§ **Recorded information**:
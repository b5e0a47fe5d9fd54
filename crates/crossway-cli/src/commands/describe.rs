//! `crossway describe`: Show a class the way the guest sees it.

use super::class_named;
use crossway_core::host::MethodInfo;
use crossway_core::Bridge;
use std::fmt::Write;

pub fn execute(bridge: &Bridge, name: &str) -> anyhow::Result<()> {
    print!("{}", render(bridge, name)?);
    Ok(())
}

pub fn render(bridge: &Bridge, name: &str) -> anyhow::Result<String> {
    let class = class_named(bridge, name)?;
    let mut out = String::new();

    let _ = writeln!(out, "{} ({})", class.name(), class.guest_name());
    let modifiers = class.modifiers().to_string();
    if !modifiers.is_empty() {
        let _ = writeln!(out, "  modifiers:    {}", modifiers);
    }
    if let Some(superclass) = class.superclass() {
        let _ = writeln!(out, "  superclass:   {}", superclass.name());
    }
    if !class.interfaces().is_empty() {
        let names: Vec<_> = class.interfaces().iter().map(|i| i.name()).collect();
        let _ = writeln!(out, "  interfaces:   {}", names.join(", "));
    }
    if class.has_annotations() {
        let _ = writeln!(out, "  annotations:  {}", class.annotations().join(", "));
    }
    let _ = writeln!(out, "  capabilities: {}", class.capabilities());

    section(&mut out, class.name(), "class methods", &class.java_class_methods());
    section(&mut out, class.name(), "instance methods", &class.java_instance_methods());

    let guest = class.guest_method_names();
    if !guest.is_empty() {
        let _ = writeln!(out, "  guest methods:");
        for method in guest {
            let _ = writeln!(out, "    {}", method);
        }
    }
    Ok(out)
}

fn section(out: &mut String, owner: &str, title: &str, methods: &[MethodInfo]) {
    if methods.is_empty() {
        return;
    }
    let _ = writeln!(out, "  {}:", title);
    for method in methods {
        let _ = write!(
            out,
            "    {} {}({})",
            method.return_type.as_deref().unwrap_or("void"),
            method.name,
            method.parameter_types.join(", "),
        );
        if method.declaring_class != owner {
            let _ = write!(out, " from {}", method.declaring_class);
        }
        out.push('\n');
    }
}
//! Host runtime capability
//!
//! The bridge never loads classes or runs foreign code itself. Everything it
//! needs from the host runtime goes through the [`HostRuntime`] trait:
//! - class-by-name resolution, distinguishing "absent" from "broken"
//! - reflective metadata (modifiers, annotations, supertypes, members)
//! - object construction and method invocation
//! - implementing a foreign interface with a bridge-side callback
//! - classpath augmentation
//!
//! [`memory::MemoryHost`] is a self-contained implementation with a JDK-like
//! class set, used by the tests and the CLI.

pub mod memory;

use std::fmt;
use std::path::Path;
use std::sync::Arc;

/// Identity of a foreign class inside the host runtime
#[derive(Debug, Clone, Copy, PartialEq, Eq, Hash, PartialOrd, Ord)]
pub struct ForeignClassId(pub u64);

/// Identity of a foreign object inside the host runtime
///
/// The id is a non-owning reference: holding it does not keep the foreign
/// object alive. A host never reuses an id for a different object.
#[derive(Debug, Clone, Copy, PartialEq, Eq, Hash, PartialOrd, Ord)]
pub struct ObjectId(pub u64);

/// A value as the host runtime sees it
#[derive(Debug, Clone, PartialEq)]
pub enum HostValue {
    /// Host null reference
    Null,
    /// Boolean primitive
    Bool(bool),
    /// Integral primitive (all widths collapse to i64)
    Int(i64),
    /// Floating point primitive
    Double(f64),
    /// Host string
    Str(String),
    /// Reference to a host object
    Object(ObjectId),
}

impl HostValue {
    /// Check if this value is the host null reference
    pub fn is_null(&self) -> bool {
        matches!(self, HostValue::Null)
    }

    /// Get the object id, if this is an object reference
    pub fn as_object(&self) -> Option<ObjectId> {
        match self {
            HostValue::Object(id) => Some(*id),
            _ => None,
        }
    }

    /// Get the integer payload
    pub fn as_int(&self) -> Option<i64> {
        match self {
            HostValue::Int(i) => Some(*i),
            _ => None,
        }
    }

    /// Get the boolean payload
    pub fn as_bool(&self) -> Option<bool> {
        match self {
            HostValue::Bool(b) => Some(*b),
            _ => None,
        }
    }

    /// Get the type name as a string
    pub fn type_name(&self) -> &'static str {
        match self {
            HostValue::Null => "null",
            HostValue::Bool(_) => "boolean",
            HostValue::Int(_) => "long",
            HostValue::Double(_) => "double",
            HostValue::Str(_) => "java.lang.String",
            HostValue::Object(_) => "object",
        }
    }
}

/// An exception raised by the host runtime
#[derive(Debug, Clone, PartialEq)]
pub struct ForeignException {
    /// Fully-qualified class name of the exception
    pub class_name: String,
    /// Host message, absent when the exception was raised without one
    pub message: Option<String>,
    /// Captured stack trace, innermost frame first
    pub stack_trace: Vec<String>,
    /// The exception object itself, when the host exposes it
    pub object: Option<ObjectId>,
}

impl ForeignException {
    /// Create an exception without an exception object
    pub fn new(class_name: impl Into<String>, message: Option<String>) -> Self {
        Self {
            class_name: class_name.into(),
            message,
            stack_trace: Vec::new(),
            object: None,
        }
    }

    /// Create an exception carrying a message
    pub fn with_message(class_name: impl Into<String>, message: impl Into<String>) -> Self {
        Self::new(class_name, Some(message.into()))
    }
}

impl fmt::Display for ForeignException {
    fn fmt(&self, f: &mut fmt::Formatter<'_>) -> fmt::Result {
        match &self.message {
            Some(message) => write!(f, "{}: {}", self.class_name, message),
            None => write!(f, "{}", self.class_name),
        }
    }
}

/// Result of asking the host for a class by name
#[derive(Debug, Clone, PartialEq)]
pub enum ClassLookup {
    /// The class exists and is initialised
    Found(ForeignClassId),
    /// No class of that name is visible on the classpath
    Missing,
    /// A class of that name exists but failed to load, link or initialise
    Broken(ForeignException),
}

/// Java-style modifier bitset
#[derive(Debug, Clone, Copy, PartialEq, Eq, Hash, Default)]
pub struct Modifiers(pub u32);

impl Modifiers {
    /// `public`
    pub const PUBLIC: u32 = 0x0001;
    /// `private`
    pub const PRIVATE: u32 = 0x0002;
    /// `protected`
    pub const PROTECTED: u32 = 0x0004;
    /// `static`
    pub const STATIC: u32 = 0x0008;
    /// `final`
    pub const FINAL: u32 = 0x0010;
    /// `interface`
    pub const INTERFACE: u32 = 0x0200;
    /// `abstract`
    pub const ABSTRACT: u32 = 0x0400;

    const KEYWORDS: [(&'static str, u32); 7] = [
        ("public", Self::PUBLIC),
        ("private", Self::PRIVATE),
        ("protected", Self::PROTECTED),
        ("static", Self::STATIC),
        ("final", Self::FINAL),
        ("interface", Self::INTERFACE),
        ("abstract", Self::ABSTRACT),
    ];

    /// Build a bitset from modifier keywords, ignoring unknown ones
    pub fn from_keywords<S: AsRef<str>>(keywords: &[S]) -> Self {
        let bits = keywords.iter().fold(0, |acc, kw| {
            acc | Self::KEYWORDS
                .iter()
                .find(|(name, _)| *name == kw.as_ref())
                .map_or(0, |(_, bit)| *bit)
        });
        Modifiers(bits)
    }

    /// Raw bits
    pub fn bits(self) -> u32 {
        self.0
    }

    /// Check whether all bits of `flag` are set
    pub fn contains(self, flag: u32) -> bool {
        self.0 & flag == flag
    }

    /// Keywords for the set bits, in declaration order
    pub fn keywords(self) -> Vec<&'static str> {
        Self::KEYWORDS
            .iter()
            .filter(|(_, bit)| self.contains(*bit))
            .map(|(name, _)| *name)
            .collect()
    }
}

impl fmt::Display for Modifiers {
    fn fmt(&self, f: &mut fmt::Formatter<'_>) -> fmt::Result {
        f.write_str(&self.keywords().join(" "))
    }
}

/// Reflective description of one foreign method
#[derive(Debug, Clone, PartialEq)]
pub struct MethodInfo {
    /// Method name
    pub name: String,
    /// Method modifiers
    pub modifiers: Modifiers,
    /// Parameter type names
    pub parameter_types: Vec<String>,
    /// Return type name, `None` for void
    pub return_type: Option<String>,
    /// Name of the class that declares the method
    pub declaring_class: String,
}

impl MethodInfo {
    /// Check if this is a static (class-level) method
    pub fn is_static(&self) -> bool {
        self.modifiers.contains(Modifiers::STATIC)
    }
}

/// Reflective description of a foreign class
#[derive(Debug, Clone, PartialEq, Default)]
pub struct ForeignClassInfo {
    /// Fully-qualified dotted name (nested classes use `$`)
    pub name: String,
    /// Class modifiers
    pub modifiers: Modifiers,
    /// Superclass name, `None` for the root class and for interfaces
    pub superclass: Option<String>,
    /// Directly implemented (or extended, for interfaces) interface names
    pub interfaces: Vec<String>,
    /// Annotations present on the class, inherited ones included
    pub annotations: Vec<String>,
    /// Annotations declared directly on the class
    pub declared_annotations: Vec<String>,
    /// Methods declared directly on the class
    pub methods: Vec<MethodInfo>,
}

/// Bridge-side implementation of a foreign interface
///
/// The host calls back into this when foreign code invokes a method on an
/// object created by [`HostRuntime::implement_interface`].
pub trait ForeignCallback: Send + Sync {
    /// Handle a foreign invocation of `method`
    fn call(&self, method: &str, args: &[HostValue]) -> Result<HostValue, ForeignException>;
}

impl<F> ForeignCallback for F
where
    F: Fn(&str, &[HostValue]) -> Result<HostValue, ForeignException> + Send + Sync,
{
    fn call(&self, method: &str, args: &[HostValue]) -> Result<HostValue, ForeignException> {
        self(method, args)
    }
}

/// Outbound interface from the bridge to the host runtime
///
/// Implementations must be safe to call from several guest threads at once.
/// All calls are synchronous.
pub trait HostRuntime: Send + Sync {
    /// Resolve a class by fully-qualified dotted name
    fn load_class(&self, name: &str) -> ClassLookup;

    /// Describe a previously loaded class
    fn describe_class(&self, class: ForeignClassId) -> Result<ForeignClassInfo, ForeignException>;

    /// Check if the host has an explicit package object for `name`
    ///
    /// Hosts with implicit packages may always answer `false`.
    fn package_exists(&self, _name: &str) -> bool {
        false
    }

    /// Get the runtime class of an object
    fn class_of(&self, object: ObjectId) -> Result<ForeignClassId, ForeignException>;

    /// Check foreign-class membership of an object
    fn is_instance(&self, object: ObjectId, class: ForeignClassId) -> bool;

    /// Construct a new instance
    fn new_instance(
        &self,
        class: ForeignClassId,
        args: &[HostValue],
    ) -> Result<HostValue, ForeignException>;

    /// Invoke an instance method
    fn invoke(
        &self,
        target: ObjectId,
        method: &str,
        args: &[HostValue],
    ) -> Result<HostValue, ForeignException>;

    /// Invoke a static method
    fn invoke_static(
        &self,
        class: ForeignClassId,
        method: &str,
        args: &[HostValue],
    ) -> Result<HostValue, ForeignException>;

    /// Create a foreign object implementing `interface` whose methods call back
    /// into the bridge
    fn implement_interface(
        &self,
        interface: ForeignClassId,
        callback: Arc<dyn ForeignCallback>,
    ) -> Result<ObjectId, ForeignException>;

    /// Add a directory or archive to the locations classes are loaded from
    fn add_classpath_entry(&self, location: &Path) -> Result<(), ForeignException>;
}

#[cfg(test)]
mod tests {
    use super::*;

    #[test]
    fn test_modifiers_from_keywords() {
        let mods = Modifiers::from_keywords(&["public", "final", "bogus"]);
        assert!(mods.contains(Modifiers::PUBLIC));
        assert!(mods.contains(Modifiers::FINAL));
        assert!(!mods.contains(Modifiers::STATIC));
        assert_eq!(mods.to_string(), "public final");
    }

    #[test]
    fn test_foreign_exception_display() {
        let with = ForeignException::with_message("java.lang.IllegalStateException", "boom");
        assert_eq!(with.to_string(), "java.lang.IllegalStateException: boom");

        let without = ForeignException::new("java.lang.NullPointerException", None);
        assert_eq!(without.to_string(), "java.lang.NullPointerException");
    }

    #[test]
    fn test_closure_callback() {
        let cb = |method: &str, args: &[HostValue]| -> Result<HostValue, ForeignException> {
            assert_eq!(method, "compare");
            Ok(HostValue::Int(args.len() as i64))
        };
        let result = ForeignCallback::call(&cb, "compare", &[HostValue::Null, HostValue::Null]);
        assert_eq!(result.unwrap(), HostValue::Int(2));
    }
}
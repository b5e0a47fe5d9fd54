//! `crossway resolve`: Resolve dotted or guest-path names.

use crossway_core::{Bridge, GuestError, ResolutionOutcome, Value};
use std::fmt::Write;

/// Outcome report for a batch of names
#[derive(Debug, Default)]
pub struct Report {
    pub text: String,
    pub failures: usize,
}

pub fn execute(bridge: &Bridge, names: &[String]) -> anyhow::Result<()> {
    let report = render(bridge, names);
    print!("{}", report.text);
    if report.failures > 0 {
        anyhow::bail!("{} of {} names did not resolve", report.failures, names.len());
    }
    Ok(())
}

/// Resolve every name, one line each
///
/// Dotted names (`java.util.zip`) go through the resolver; guest paths
/// (`Java::JavaUtil::StringTokenizer`) walk constants from the root.
pub fn render(bridge: &Bridge, names: &[String]) -> Report {
    let mut report = Report::default();
    for name in names {
        let line = if name.contains("::") {
            guest_path(bridge, name)
        } else {
            dotted(bridge, name)
        };
        match line {
            Ok(line) => {
                let _ = writeln!(report.text, "{:<40} {}", name, line);
            }
            Err(line) => {
                report.failures += 1;
                let _ = writeln!(report.text, "{:<40} {}", name, line);
            }
        }
    }
    report
}

fn dotted(bridge: &Bridge, name: &str) -> Result<String, String> {
    let outcome = bridge.resolve(name).map_err(|e| format!("error: {}", e))?;
    match outcome {
        ResolutionOutcome::Package(package) => Ok(format!("package {}", package.guest_name())),
        ResolutionOutcome::Class(class) => Ok(format!("class   {}", class.guest_name())),
        ResolutionOutcome::NotFound => Err("not found".to_string()),
        ResolutionOutcome::LoadError(failure) => Err(format!("load error: {}", failure.exception)),
    }
}

fn guest_path(bridge: &Bridge, name: &str) -> Result<String, String> {
    let root = bridge.config().root_module.as_str();
    let path = name
        .strip_prefix(root)
        .and_then(|rest| rest.strip_prefix("::"))
        .unwrap_or(name);
    match bridge.const_get(&bridge.root(), path, true) {
        Ok(Value::Package(package)) => Ok(format!("package {}", package.path())),
        Ok(Value::Class(class)) => Ok(format!("class   {}", class.name())),
        Ok(other) => Ok(other.to_string()),
        Err(GuestError::NotFound { .. }) => Err("not found".to_string()),
        Err(err) => Err(format!("error: {}", err)),
    }
}

#[cfg(test)]
mod tests {
    use super::*;
    use crossway_core::host::memory::{ClassDef, MemoryHost};
    use std::sync::Arc;

    fn names(items: &[&str]) -> Vec<String> {
        items.iter().map(|s| s.to_string()).collect()
    }

    #[test]
    fn test_dotted_names() {
        let bridge = Bridge::new(Arc::new(MemoryHost::new()));
        let report = render(&bridge, &names(&["java.util.zip", "java.util.StringTokenizer"]));

        assert_eq!(report.failures, 0);
        assert!(report.text.contains("package Java::JavaUtilZip"));
        assert!(report.text.contains("class   Java::JavaUtil::StringTokenizer"));
    }

    #[test]
    fn test_guest_paths() {
        let bridge = Bridge::new(Arc::new(MemoryHost::new()));
        let report = render(&bridge, &names(&["Java::JavaUtil::StringTokenizer", "JavaUtilZip::Nope"]));

        assert_eq!(report.failures, 1);
        assert!(report.text.contains("class   java.util.StringTokenizer"));
        assert!(report.text.contains("not found"));
    }

    #[test]
    fn test_failures_are_counted() {
        let host = Arc::new(MemoryHost::new());
        host.define_class(ClassDef::new("com.example.Broken").failing_init("boom"));
        let bridge = Bridge::new(host);

        let report = render(&bridge, &names(&["com.example.Broken", "java.util.Missing"]));
        assert_eq!(report.failures, 2);
        assert!(report.text.contains("load error: java.lang.ExceptionInInitializerError: boom"));
        assert!(execute(&bridge, &names(&["java.util.Missing"])).is_err());
    }
}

§ **Required action**:
Here the output must be the lines above from the line with "fn class_of(&self, object: ObjectId)" to the line with "assert!(mods.contains(Modifiers::PUBLIC));", both included, duplicated word for word and nothing else.

§ **Reply**:
    fn class_of(&self, object: ObjectId) -> Result<ForeignClassId, ForeignException>;

    /// Check foreign-class membership of an object
    fn is_instance(&self, object: ObjectId, class: ForeignClassId) -> bool;

    /// Construct a new instance
    fn new_instance(
        &self,
        class: ForeignClassId,
        args: &[HostValue],
    ) -> Result<HostValue, ForeignException>;

    /// Invoke an instance method
    fn invoke(
        &self,
        target: ObjectId,
        method: &str,
        args: &[HostValue],
    ) -> Result<HostValue, ForeignException>;

    /// Invoke a static method
    fn invoke_static(
        &self,
        class: ForeignClassId,
        method: &str,
        args: &[HostValue],
    ) -> Result<HostValue, ForeignException>;

    /// Create a foreign object implementing `interface` whose methods call back
    /// into the bridge
    fn implement_interface(
        &self,
        interface: ForeignClassId,
        callback: Arc<dyn ForeignCallback>,
    ) -> Result<ObjectId, ForeignException>;

    /// Add a directory or archive to the locations classes are loaded from
    fn add_classpath_entry(&self, location: &Path) -> Result<(), ForeignException>;
}

#[cfg(test)]
mod tests {
    use super::*;

    #[test]
    fn test_modifiers_from_keywords() {
        let mods = Modifiers::from_keywords(&["public", "final", "bogus"]);
        assert!(mods.contains(Modifiers::PUBLIC));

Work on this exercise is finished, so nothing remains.